#### Problem to solve:
Copy all lines in the data that contain the string "metadata".

Extracted data entries
________________________________________

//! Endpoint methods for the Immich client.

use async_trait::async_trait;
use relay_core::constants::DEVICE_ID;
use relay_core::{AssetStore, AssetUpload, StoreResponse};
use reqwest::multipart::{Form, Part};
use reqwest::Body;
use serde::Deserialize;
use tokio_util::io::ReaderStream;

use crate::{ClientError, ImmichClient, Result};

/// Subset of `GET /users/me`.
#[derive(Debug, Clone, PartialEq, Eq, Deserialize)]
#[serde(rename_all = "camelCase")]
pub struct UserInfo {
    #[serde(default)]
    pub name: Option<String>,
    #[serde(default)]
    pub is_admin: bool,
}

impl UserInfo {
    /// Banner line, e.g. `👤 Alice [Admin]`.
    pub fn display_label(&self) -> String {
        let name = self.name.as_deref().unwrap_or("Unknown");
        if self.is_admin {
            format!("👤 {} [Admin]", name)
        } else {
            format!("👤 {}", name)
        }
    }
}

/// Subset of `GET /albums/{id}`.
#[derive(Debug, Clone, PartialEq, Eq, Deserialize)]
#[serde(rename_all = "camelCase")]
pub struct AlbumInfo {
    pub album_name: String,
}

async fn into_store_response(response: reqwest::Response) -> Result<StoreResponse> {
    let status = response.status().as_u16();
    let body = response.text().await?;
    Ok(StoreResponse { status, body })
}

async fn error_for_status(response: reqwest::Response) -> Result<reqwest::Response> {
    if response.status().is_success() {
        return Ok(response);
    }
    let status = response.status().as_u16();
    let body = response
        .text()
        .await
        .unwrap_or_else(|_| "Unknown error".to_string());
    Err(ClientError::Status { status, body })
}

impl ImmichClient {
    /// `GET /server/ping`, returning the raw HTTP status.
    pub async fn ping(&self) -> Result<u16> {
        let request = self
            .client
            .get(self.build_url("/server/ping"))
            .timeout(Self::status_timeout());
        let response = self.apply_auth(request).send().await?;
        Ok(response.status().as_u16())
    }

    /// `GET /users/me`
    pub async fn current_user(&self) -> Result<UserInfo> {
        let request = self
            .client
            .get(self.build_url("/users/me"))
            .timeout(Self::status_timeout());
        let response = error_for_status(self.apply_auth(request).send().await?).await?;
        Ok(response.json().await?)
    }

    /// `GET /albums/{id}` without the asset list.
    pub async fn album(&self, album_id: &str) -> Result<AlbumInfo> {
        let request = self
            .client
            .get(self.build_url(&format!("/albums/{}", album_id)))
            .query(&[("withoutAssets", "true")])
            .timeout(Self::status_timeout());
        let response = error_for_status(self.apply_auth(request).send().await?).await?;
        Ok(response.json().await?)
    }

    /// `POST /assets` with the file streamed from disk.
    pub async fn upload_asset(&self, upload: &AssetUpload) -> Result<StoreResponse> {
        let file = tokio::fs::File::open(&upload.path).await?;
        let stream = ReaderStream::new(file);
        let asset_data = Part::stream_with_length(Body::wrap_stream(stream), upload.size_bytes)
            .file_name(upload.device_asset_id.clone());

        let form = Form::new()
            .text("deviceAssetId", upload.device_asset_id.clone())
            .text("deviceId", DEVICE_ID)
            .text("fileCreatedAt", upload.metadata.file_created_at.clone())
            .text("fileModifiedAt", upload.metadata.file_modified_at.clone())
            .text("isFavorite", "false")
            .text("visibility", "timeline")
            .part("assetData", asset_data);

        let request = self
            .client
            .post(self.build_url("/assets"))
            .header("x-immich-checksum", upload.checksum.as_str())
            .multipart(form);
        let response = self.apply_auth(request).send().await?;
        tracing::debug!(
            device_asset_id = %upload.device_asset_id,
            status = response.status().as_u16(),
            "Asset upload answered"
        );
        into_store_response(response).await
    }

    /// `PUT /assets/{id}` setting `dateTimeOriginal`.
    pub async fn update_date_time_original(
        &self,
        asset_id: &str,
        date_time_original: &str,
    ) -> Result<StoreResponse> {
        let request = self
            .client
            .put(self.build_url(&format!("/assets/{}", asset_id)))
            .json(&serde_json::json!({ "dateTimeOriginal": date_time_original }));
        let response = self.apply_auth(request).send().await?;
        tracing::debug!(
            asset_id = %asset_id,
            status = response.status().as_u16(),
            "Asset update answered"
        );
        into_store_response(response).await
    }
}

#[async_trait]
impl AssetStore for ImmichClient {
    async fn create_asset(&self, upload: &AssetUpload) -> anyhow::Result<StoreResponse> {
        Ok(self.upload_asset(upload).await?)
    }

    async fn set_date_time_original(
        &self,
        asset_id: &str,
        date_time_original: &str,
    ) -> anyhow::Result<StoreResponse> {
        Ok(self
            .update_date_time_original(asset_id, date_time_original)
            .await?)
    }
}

________________________________________

#### Result below:
            .text("fileCreatedAt", upload.metadata.file_created_at.clone())
            .text("fileModifiedAt", upload.metadata.file_modified_at.clone())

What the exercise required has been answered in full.